**Data in this exercise**
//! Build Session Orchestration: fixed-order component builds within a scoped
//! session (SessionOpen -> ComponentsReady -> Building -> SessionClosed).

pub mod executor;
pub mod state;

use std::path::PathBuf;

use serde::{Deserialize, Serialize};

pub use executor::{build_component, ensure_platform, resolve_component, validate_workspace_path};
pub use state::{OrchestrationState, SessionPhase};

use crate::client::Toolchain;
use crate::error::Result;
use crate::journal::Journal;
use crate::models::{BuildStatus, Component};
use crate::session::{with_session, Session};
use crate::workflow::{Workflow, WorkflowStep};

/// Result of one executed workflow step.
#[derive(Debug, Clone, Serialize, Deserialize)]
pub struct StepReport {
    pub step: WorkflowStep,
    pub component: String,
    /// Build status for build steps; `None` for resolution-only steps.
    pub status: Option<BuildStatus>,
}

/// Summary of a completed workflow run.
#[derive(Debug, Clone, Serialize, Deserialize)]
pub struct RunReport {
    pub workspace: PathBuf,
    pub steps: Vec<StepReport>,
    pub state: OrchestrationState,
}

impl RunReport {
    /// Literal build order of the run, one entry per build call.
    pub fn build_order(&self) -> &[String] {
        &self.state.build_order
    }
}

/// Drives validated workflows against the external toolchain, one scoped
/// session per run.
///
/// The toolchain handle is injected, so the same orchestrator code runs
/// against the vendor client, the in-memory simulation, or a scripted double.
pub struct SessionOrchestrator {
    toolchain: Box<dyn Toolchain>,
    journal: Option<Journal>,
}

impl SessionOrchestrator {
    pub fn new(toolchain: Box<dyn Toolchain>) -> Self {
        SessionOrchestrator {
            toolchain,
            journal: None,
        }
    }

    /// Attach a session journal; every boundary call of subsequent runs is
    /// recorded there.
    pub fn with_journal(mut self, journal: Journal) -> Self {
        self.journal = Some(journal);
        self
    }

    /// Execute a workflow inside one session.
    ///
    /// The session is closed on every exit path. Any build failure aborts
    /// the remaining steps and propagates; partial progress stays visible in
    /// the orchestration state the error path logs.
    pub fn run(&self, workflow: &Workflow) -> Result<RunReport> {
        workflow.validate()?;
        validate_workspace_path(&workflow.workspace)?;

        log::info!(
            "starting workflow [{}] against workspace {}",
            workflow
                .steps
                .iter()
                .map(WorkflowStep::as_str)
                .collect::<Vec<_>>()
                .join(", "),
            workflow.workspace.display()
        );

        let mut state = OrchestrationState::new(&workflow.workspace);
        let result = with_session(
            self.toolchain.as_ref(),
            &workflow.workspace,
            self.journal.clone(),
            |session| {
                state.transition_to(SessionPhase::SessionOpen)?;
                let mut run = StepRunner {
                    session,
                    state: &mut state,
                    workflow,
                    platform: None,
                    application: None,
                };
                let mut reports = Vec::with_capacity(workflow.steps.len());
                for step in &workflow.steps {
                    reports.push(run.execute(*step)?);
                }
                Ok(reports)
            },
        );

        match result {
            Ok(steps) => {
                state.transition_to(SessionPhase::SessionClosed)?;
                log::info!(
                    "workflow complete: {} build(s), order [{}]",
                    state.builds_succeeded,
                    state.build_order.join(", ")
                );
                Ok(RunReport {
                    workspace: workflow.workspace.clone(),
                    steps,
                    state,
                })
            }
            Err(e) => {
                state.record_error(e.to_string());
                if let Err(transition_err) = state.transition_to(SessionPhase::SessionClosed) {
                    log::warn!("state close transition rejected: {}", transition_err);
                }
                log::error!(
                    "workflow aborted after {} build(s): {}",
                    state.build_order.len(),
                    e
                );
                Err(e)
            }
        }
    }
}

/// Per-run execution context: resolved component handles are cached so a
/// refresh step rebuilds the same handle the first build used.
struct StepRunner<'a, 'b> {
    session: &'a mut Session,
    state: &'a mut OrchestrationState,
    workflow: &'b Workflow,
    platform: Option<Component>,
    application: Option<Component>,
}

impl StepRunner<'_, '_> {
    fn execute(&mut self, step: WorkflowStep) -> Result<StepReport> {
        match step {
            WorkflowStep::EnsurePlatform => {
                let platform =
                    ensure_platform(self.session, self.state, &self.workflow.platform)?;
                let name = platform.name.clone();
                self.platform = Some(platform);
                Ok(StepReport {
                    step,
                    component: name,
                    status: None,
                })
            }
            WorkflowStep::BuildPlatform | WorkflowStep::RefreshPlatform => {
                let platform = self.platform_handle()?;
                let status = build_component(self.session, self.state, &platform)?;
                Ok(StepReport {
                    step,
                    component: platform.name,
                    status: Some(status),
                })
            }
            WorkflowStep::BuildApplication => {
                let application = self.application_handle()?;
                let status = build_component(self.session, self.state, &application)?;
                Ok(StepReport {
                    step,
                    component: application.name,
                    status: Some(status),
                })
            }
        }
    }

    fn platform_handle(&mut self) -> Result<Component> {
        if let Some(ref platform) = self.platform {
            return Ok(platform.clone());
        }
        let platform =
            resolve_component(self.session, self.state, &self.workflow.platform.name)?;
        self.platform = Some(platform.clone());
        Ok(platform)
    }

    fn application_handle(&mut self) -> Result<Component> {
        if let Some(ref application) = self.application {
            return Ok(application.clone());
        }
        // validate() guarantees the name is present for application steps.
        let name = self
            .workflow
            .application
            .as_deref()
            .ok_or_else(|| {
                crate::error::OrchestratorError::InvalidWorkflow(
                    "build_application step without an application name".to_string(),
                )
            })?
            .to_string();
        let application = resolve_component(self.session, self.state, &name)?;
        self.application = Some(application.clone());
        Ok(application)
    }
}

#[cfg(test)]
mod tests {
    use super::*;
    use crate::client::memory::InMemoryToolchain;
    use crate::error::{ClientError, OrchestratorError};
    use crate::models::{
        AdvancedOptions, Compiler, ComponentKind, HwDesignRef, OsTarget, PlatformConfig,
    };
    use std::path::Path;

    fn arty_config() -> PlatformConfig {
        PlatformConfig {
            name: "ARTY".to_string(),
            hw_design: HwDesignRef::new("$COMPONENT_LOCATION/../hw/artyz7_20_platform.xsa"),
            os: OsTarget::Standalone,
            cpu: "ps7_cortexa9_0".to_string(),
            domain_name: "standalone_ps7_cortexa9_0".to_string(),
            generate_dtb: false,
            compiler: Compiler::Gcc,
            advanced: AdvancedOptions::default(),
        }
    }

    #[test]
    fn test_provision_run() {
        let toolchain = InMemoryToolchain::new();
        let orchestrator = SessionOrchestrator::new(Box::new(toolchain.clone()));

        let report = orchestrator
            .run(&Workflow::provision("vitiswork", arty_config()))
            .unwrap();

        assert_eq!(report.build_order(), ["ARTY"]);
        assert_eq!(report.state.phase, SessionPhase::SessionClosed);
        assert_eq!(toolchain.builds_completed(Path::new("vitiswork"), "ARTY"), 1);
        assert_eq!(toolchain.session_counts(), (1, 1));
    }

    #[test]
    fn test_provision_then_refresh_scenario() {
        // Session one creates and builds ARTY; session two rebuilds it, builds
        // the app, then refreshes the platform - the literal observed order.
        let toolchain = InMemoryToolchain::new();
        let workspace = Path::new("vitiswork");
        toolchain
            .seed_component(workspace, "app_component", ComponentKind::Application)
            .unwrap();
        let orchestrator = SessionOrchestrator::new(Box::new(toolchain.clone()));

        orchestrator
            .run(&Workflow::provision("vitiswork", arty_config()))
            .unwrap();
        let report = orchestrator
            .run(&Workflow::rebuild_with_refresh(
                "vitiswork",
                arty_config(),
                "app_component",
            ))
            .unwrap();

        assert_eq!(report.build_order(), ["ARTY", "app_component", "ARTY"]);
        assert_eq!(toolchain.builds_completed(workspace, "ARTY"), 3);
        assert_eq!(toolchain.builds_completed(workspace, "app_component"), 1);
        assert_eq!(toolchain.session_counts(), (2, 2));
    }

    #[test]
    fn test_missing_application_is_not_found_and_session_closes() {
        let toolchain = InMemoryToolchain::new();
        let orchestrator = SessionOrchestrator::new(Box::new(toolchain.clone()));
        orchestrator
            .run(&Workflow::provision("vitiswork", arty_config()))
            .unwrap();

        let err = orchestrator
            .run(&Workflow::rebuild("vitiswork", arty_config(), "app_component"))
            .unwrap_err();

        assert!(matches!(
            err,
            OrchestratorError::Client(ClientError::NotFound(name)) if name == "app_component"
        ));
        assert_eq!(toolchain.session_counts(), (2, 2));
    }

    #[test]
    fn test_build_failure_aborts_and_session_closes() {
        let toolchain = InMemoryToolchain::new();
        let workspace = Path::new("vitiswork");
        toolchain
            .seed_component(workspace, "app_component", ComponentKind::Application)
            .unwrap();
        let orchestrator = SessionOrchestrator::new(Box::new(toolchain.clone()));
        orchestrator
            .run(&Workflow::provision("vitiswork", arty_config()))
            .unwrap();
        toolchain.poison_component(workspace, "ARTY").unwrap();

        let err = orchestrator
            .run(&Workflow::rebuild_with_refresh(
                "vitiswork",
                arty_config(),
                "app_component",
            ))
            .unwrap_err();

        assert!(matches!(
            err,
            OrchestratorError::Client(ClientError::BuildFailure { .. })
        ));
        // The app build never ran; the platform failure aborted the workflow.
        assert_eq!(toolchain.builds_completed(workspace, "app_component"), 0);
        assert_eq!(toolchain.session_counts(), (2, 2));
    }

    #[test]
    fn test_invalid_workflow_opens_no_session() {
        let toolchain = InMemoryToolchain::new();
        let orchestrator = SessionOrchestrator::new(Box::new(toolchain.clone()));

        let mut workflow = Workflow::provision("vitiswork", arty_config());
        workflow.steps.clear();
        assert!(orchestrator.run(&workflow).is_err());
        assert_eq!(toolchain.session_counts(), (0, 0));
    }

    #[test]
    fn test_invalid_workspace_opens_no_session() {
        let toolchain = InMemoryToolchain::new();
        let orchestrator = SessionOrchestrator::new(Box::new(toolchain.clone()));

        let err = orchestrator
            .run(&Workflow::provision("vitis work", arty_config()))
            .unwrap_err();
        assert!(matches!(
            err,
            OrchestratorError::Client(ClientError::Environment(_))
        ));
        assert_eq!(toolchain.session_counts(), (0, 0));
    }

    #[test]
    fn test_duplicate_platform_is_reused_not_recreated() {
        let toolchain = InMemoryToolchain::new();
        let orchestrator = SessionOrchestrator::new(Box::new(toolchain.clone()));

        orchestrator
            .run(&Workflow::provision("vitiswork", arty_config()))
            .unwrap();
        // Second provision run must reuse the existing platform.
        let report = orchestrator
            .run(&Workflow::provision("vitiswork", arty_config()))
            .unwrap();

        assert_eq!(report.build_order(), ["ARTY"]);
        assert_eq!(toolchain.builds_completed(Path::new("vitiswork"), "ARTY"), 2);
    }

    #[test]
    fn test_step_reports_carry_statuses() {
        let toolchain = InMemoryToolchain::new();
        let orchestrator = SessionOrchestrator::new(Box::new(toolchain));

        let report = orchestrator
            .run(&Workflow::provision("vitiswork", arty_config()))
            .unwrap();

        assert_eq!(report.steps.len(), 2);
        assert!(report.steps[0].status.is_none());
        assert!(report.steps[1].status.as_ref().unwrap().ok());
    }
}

**What the exercise asks**
In which lines of the material above does the string "scoped" occur? Copy them all.

**Output of the exercise**
//! Build Session Orchestration: fixed-order component builds within a scoped
/// Drives validated workflows against the external toolchain, one scoped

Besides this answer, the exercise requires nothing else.